Stored items
● ● ● ● ● ● ●
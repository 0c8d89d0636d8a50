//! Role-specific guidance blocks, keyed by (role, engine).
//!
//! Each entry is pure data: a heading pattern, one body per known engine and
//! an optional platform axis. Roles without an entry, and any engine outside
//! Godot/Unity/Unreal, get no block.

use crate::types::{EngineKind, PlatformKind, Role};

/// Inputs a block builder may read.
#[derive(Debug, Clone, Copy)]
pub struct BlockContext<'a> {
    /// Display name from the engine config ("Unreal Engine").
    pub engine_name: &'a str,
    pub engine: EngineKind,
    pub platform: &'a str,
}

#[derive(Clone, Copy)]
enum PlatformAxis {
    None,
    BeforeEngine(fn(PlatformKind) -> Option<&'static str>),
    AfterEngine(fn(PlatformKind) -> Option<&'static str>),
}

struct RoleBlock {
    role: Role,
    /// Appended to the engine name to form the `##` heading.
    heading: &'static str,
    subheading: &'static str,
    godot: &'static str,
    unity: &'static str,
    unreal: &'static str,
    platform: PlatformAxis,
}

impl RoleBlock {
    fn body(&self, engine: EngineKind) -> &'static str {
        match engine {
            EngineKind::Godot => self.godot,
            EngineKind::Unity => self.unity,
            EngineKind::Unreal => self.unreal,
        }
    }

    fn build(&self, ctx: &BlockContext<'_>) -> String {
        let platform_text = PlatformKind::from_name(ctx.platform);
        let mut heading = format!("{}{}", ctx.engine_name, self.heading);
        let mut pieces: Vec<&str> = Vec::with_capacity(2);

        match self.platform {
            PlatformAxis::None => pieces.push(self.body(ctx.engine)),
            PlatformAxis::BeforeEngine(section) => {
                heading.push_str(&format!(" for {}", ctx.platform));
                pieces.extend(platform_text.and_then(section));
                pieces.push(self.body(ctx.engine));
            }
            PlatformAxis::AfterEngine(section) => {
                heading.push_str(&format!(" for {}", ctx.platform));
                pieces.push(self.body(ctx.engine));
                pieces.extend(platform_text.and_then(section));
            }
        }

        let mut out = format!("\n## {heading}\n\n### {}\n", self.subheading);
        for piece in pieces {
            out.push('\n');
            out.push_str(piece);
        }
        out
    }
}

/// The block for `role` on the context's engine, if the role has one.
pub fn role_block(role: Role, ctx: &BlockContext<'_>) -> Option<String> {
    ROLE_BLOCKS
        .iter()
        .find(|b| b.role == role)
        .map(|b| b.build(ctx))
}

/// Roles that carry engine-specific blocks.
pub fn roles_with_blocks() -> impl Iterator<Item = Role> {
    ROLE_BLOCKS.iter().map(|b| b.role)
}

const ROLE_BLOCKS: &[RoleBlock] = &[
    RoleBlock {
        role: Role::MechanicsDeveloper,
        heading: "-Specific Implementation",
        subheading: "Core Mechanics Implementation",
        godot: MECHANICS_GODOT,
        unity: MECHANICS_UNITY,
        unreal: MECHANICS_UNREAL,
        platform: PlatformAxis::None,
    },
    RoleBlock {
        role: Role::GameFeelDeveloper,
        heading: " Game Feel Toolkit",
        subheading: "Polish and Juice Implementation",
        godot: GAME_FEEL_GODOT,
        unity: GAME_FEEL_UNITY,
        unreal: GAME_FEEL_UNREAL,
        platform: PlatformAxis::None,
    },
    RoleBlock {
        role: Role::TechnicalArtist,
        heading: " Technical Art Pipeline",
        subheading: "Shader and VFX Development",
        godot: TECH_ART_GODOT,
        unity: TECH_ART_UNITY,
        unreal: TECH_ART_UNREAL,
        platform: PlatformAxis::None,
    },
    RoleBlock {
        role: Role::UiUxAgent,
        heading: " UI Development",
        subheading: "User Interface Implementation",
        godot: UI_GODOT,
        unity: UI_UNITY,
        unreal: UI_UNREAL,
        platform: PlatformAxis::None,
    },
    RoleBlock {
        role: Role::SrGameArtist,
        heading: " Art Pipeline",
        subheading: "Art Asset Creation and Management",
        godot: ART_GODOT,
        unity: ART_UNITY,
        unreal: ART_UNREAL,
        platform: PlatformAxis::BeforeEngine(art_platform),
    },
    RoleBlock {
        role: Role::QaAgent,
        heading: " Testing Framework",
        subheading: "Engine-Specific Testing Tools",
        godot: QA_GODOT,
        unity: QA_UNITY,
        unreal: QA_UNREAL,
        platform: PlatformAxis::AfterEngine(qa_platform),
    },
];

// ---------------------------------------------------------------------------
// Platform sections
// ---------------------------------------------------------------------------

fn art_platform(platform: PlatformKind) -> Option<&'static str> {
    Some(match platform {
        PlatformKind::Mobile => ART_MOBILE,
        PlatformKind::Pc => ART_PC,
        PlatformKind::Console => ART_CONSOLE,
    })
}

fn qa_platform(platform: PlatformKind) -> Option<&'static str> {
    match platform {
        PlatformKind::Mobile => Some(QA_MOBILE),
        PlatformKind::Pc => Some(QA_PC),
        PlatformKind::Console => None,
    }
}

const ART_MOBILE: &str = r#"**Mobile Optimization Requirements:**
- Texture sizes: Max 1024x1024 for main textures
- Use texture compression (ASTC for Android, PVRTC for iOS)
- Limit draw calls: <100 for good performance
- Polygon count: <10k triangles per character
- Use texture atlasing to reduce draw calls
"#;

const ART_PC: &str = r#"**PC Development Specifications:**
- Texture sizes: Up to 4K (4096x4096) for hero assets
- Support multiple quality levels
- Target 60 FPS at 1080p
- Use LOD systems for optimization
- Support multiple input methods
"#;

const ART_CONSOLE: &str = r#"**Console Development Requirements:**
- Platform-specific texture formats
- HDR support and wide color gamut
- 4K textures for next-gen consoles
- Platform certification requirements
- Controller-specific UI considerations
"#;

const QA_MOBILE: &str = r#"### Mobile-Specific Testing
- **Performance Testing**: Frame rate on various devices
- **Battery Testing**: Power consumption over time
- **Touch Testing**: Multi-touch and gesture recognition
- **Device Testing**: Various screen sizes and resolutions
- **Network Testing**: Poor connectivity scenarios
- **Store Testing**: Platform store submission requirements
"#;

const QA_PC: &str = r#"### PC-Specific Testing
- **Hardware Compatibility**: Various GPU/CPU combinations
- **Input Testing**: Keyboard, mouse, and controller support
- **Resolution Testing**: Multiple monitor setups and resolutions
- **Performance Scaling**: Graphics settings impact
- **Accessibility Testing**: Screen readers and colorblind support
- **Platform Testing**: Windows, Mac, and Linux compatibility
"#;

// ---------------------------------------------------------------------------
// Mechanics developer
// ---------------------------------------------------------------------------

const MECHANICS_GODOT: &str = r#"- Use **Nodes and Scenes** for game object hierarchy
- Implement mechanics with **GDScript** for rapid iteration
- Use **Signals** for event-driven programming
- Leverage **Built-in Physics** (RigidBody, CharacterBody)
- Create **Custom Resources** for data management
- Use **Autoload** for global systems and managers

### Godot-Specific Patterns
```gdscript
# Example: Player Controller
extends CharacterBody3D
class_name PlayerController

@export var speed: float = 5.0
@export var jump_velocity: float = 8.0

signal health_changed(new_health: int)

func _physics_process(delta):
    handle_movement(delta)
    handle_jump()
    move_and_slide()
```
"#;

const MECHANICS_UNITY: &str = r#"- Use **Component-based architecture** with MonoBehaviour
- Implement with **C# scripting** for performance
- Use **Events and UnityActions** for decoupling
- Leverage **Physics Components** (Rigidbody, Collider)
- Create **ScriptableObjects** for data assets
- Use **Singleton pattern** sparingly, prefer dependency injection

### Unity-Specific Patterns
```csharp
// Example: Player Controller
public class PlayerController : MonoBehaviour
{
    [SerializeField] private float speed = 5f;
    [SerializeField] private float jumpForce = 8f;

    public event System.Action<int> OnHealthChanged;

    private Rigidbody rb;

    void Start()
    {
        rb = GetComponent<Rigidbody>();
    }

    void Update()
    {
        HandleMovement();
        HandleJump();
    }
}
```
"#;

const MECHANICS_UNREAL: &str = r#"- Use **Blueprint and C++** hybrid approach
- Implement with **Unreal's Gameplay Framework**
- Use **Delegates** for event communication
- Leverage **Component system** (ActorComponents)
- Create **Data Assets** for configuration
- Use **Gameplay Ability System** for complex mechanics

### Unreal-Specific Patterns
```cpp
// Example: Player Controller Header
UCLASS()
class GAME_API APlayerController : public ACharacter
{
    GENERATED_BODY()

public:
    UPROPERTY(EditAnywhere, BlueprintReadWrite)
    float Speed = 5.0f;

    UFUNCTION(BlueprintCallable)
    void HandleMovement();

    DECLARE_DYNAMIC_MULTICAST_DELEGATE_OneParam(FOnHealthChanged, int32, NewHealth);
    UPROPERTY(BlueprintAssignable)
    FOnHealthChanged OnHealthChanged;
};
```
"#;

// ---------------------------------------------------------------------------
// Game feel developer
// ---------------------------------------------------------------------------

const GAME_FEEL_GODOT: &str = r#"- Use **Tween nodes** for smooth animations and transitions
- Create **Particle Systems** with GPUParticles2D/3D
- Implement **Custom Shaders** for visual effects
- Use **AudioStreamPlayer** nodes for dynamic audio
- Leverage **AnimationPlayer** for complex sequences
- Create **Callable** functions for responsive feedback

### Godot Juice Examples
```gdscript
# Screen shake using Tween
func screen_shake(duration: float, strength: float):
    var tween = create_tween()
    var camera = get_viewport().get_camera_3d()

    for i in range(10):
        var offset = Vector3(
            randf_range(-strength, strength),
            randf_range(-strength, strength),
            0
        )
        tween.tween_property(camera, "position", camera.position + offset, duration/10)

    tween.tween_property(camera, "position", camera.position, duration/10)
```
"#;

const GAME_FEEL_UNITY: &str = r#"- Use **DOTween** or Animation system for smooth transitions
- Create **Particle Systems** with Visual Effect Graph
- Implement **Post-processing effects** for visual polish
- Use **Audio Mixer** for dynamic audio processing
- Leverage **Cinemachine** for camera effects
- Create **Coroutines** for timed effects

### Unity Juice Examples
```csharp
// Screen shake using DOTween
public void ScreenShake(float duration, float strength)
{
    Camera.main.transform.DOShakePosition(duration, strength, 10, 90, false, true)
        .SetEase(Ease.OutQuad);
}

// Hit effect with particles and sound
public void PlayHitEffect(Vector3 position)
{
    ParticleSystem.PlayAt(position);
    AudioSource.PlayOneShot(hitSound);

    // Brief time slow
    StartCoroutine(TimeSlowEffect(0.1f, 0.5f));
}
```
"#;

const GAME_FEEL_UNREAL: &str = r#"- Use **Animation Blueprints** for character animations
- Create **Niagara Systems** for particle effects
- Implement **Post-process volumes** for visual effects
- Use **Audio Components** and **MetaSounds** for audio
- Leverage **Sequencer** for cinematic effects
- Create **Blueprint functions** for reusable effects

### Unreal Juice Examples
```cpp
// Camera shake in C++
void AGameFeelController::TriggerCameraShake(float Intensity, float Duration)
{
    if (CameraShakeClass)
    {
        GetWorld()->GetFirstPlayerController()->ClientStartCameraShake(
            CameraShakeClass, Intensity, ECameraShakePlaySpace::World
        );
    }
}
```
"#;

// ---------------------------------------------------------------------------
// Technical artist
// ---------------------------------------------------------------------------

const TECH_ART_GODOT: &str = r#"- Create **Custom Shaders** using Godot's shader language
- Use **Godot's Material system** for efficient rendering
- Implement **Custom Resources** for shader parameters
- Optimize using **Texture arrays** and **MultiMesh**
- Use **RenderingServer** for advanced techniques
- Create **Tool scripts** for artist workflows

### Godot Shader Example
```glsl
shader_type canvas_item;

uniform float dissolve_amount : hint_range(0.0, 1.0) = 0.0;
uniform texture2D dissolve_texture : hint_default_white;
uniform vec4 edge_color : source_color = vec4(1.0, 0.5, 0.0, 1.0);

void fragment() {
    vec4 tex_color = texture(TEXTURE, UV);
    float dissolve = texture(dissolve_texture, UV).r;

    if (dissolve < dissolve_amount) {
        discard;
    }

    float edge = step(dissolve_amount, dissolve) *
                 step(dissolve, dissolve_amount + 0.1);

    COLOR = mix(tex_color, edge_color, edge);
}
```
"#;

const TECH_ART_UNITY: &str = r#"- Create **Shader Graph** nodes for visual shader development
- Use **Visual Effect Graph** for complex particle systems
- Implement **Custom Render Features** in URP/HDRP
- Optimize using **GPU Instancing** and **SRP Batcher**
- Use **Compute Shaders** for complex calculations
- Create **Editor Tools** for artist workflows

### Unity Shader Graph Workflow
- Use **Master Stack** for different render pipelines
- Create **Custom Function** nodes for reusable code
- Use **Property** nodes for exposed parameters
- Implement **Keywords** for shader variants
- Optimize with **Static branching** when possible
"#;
● ● ● ● ● ● ●
### Exercise aim:
Where the string "smooth" appears in a line of the entries above, return that line.

### Task result:
const GAME_FEEL_GODOT: &str = r#"- Use **Tween nodes** for smooth animations and transitions
const GAME_FEEL_UNITY: &str = r#"- Use **DOTween** or Animation system for smooth transitions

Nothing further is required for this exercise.